The Arkansas Traveler had traveled a long way in his 65 years.
(1) When Hal Peary left the Gildersleeve role in 1950. Willard Waterman took over and maintained its Top 50 positions for its final three years. (See The Great Gildersleeve(s).)
(2) From Carroll Carroll’s 1970 autobiography, None of Your Business or My Life At J. Walter Thompson.
(3) The name Bazooka was borrowed by the U.S. Army in 1942 for its newly developed, portable armor piercing anti-tank gun.
(4) At one time during this period Burns billed himself as Bill Ozark, The Slow Brain Through Arkansas.
(5) Van Buren’s Welcome Home, Bubba! celebration of late November, 1935, was no doubt coordinated by NBC’s publicity department.
(6) The broadcast is joined four minutes in progress with Bing Crosby’s introduction of jazz violinist Joe Venuti.

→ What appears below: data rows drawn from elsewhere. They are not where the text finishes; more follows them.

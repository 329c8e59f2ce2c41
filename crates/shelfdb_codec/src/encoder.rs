//! Record frame encoder.

use crate::document::Document;
use crate::error::{CodecError, CodecResult};
use crate::value::Value;

/// Value tag bytes used in the binary payload.
pub(crate) const TAG_NULL: u8 = 0x00;
pub(crate) const TAG_FALSE: u8 = 0x01;
pub(crate) const TAG_TRUE: u8 = 0x02;
pub(crate) const TAG_INT: u8 = 0x03;
pub(crate) const TAG_FLOAT: u8 = 0x04;
pub(crate) const TAG_STR: u8 = 0x05;
pub(crate) const TAG_LIST: u8 = 0x06;
pub(crate) const TAG_MAP: u8 = 0x07;

/// Frame overhead: total_len (4) + crc32 (4).
pub(crate) const FRAME_OVERHEAD: usize = 8;

/// Encodes one document as a self-describing record frame.
///
/// The frame is `total_len (u32 LE) | payload | crc32 (u32 LE)`, where
/// `total_len` covers the whole frame including itself and the CRC, and
/// the CRC is computed over everything before it.
///
/// # Errors
///
/// Returns [`CodecError::DocumentTooLarge`] if the encoded frame would
/// exceed the 4-byte length field.
pub fn encode_document(doc: &Document) -> CodecResult<Vec<u8>> {
    let mut payload = Vec::new();
    write_field_count(&mut payload, doc.len())?;
    for (name, value) in doc.iter() {
        write_str_raw(&mut payload, name)?;
        write_value(&mut payload, value)?;
    }

    let total_len = payload.len() + FRAME_OVERHEAD;
    let len = u32::try_from(total_len).map_err(|_| CodecError::DocumentTooLarge)?;

    let mut frame = Vec::with_capacity(total_len);
    frame.extend_from_slice(&len.to_le_bytes());
    frame.extend_from_slice(&payload);

    let crc = compute_crc32(&frame);
    frame.extend_from_slice(&crc.to_le_bytes());

    Ok(frame)
}

fn write_field_count(buf: &mut Vec<u8>, count: usize) -> CodecResult<()> {
    let count = u32::try_from(count).map_err(|_| CodecError::DocumentTooLarge)?;
    buf.extend_from_slice(&count.to_le_bytes());
    Ok(())
}

fn write_str_raw(buf: &mut Vec<u8>, s: &str) -> CodecResult<()> {
    let len = u32::try_from(s.len()).map_err(|_| CodecError::DocumentTooLarge)?;
    buf.extend_from_slice(&len.to_le_bytes());
    buf.extend_from_slice(s.as_bytes());
    Ok(())
}

fn write_value(buf: &mut Vec<u8>, value: &Value) -> CodecResult<()> {
    match value {
        Value::Null => buf.push(TAG_NULL),
        Value::Bool(false) => buf.push(TAG_FALSE),
        Value::Bool(true) => buf.push(TAG_TRUE),
        Value::Int(n) => {
            buf.push(TAG_INT);
            buf.extend_from_slice(&n.to_le_bytes());
        }
        Value::Float(x) => {
            buf.push(TAG_FLOAT);
            buf.extend_from_slice(&x.to_bits().to_le_bytes());
        }
        Value::Str(s) => {
            buf.push(TAG_STR);
            write_str_raw(buf, s)?;
        }
        Value::List(items) => {
            buf.push(TAG_LIST);
            write_field_count(buf, items.len())?;
            for item in items {
                write_value(buf, item)?;
            }
        }
        Value::Map(pairs) => {
            buf.push(TAG_MAP);
            write_field_count(buf, pairs.len())?;
            for (name, v) in pairs {
                write_str_raw(buf, name)?;
                write_value(buf, v)?;
            }
        }
    }
    Ok(())
}

/// Computes a CRC32 checksum (IEEE polynomial) for data.
#[must_use]
pub fn compute_crc32(data: &[u8]) -> u32 {
    const CRC32_TABLE: [u32; 256] = {
        let mut table = [0u32; 256];
        let mut i = 0;
        while i < 256 {
            let mut crc = i as u32;
            let mut j = 0;
            while j < 8 {
                if crc & 1 != 0 {
                    crc = (crc >> 1) ^ 0xEDB8_8320;
                } else {
                    crc >>= 1;
                }
                j += 1;
            }
            table[i] = crc;
            i += 1;
        }
        table
    };

    let mut crc = 0xFFFF_FFFF_u32;
    for &byte in data {
        let index = ((crc ^ u32::from(byte)) & 0xFF) as usize;
        crc = (crc >> 8) ^ CRC32_TABLE[index];
    }
    !crc
}

#[cfg(test)]
mod tests {
    use super::*;

    #[test]
    fn crc32_known_value() {
        // Known test vector: "123456789" should give 0xCBF43926
        assert_eq!(compute_crc32(b"123456789"), 0xCBF4_3926);
    }

    #[test]
    fn crc32_empty() {
        assert_eq!(compute_crc32(b""), 0x0000_0000);
    }

    #[test]
    fn frame_length_is_self_describing() {
        let mut doc = Document::new();
        doc.set("k", Value::Int(7));

        let frame = encode_document(&doc).unwrap();
        let len = u32::from_le_bytes([frame[0], frame[1], frame[2], frame[3]]) as usize;
        assert_eq!(len, frame.len());
    }

    #[test]
    fn empty_document_encodes() {
        let frame = encode_document(&Document::new()).unwrap();
        // len (4) + field count (4) + crc (4)
        assert_eq!(frame.len(), 12);
    }
}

(7) Rhythm On The Range was premiered in Little Rock along with a personal appearance by Burns to honor his home state. Burns also appeared in Paramount's 1936 release The Big Broadcast of 1937 and the studio increased his contract to $60,000 per picture. He appeared in a total of ten Paramount films between 1936 and 1939 before he broke with the studio.
8) Many biographies state that Burns was married to singer-comedienne Judy Canova from 1936 to 1939 and then Harriet Foster from 1939 until his death in 1956. However there is no record of a Burns-Canova union and The Los Angeles Times reports that Burns and Foster eloped in July, 1937. Some historians believe that Canova may have married one of the other two Bob Burns who were active in show business at the time.
(9) Burns headed the show again during Crosby’s 13-week summer hiatus in 1938 and delivered a September Hooperating of 22.2, the third highest ranked show of the month behind Edgar Bergen and Jack Benny.
(10) The Bob Burns Show production budget was increased to $7,500 in 1945, then $9,000 in 1944 and it peaked at $10,000 in 1945.
(11) Bob Burns returned the favor on the Burns & Allen Show the following Tuesday, February 23, 1943, also sponsored by Lever Brothers.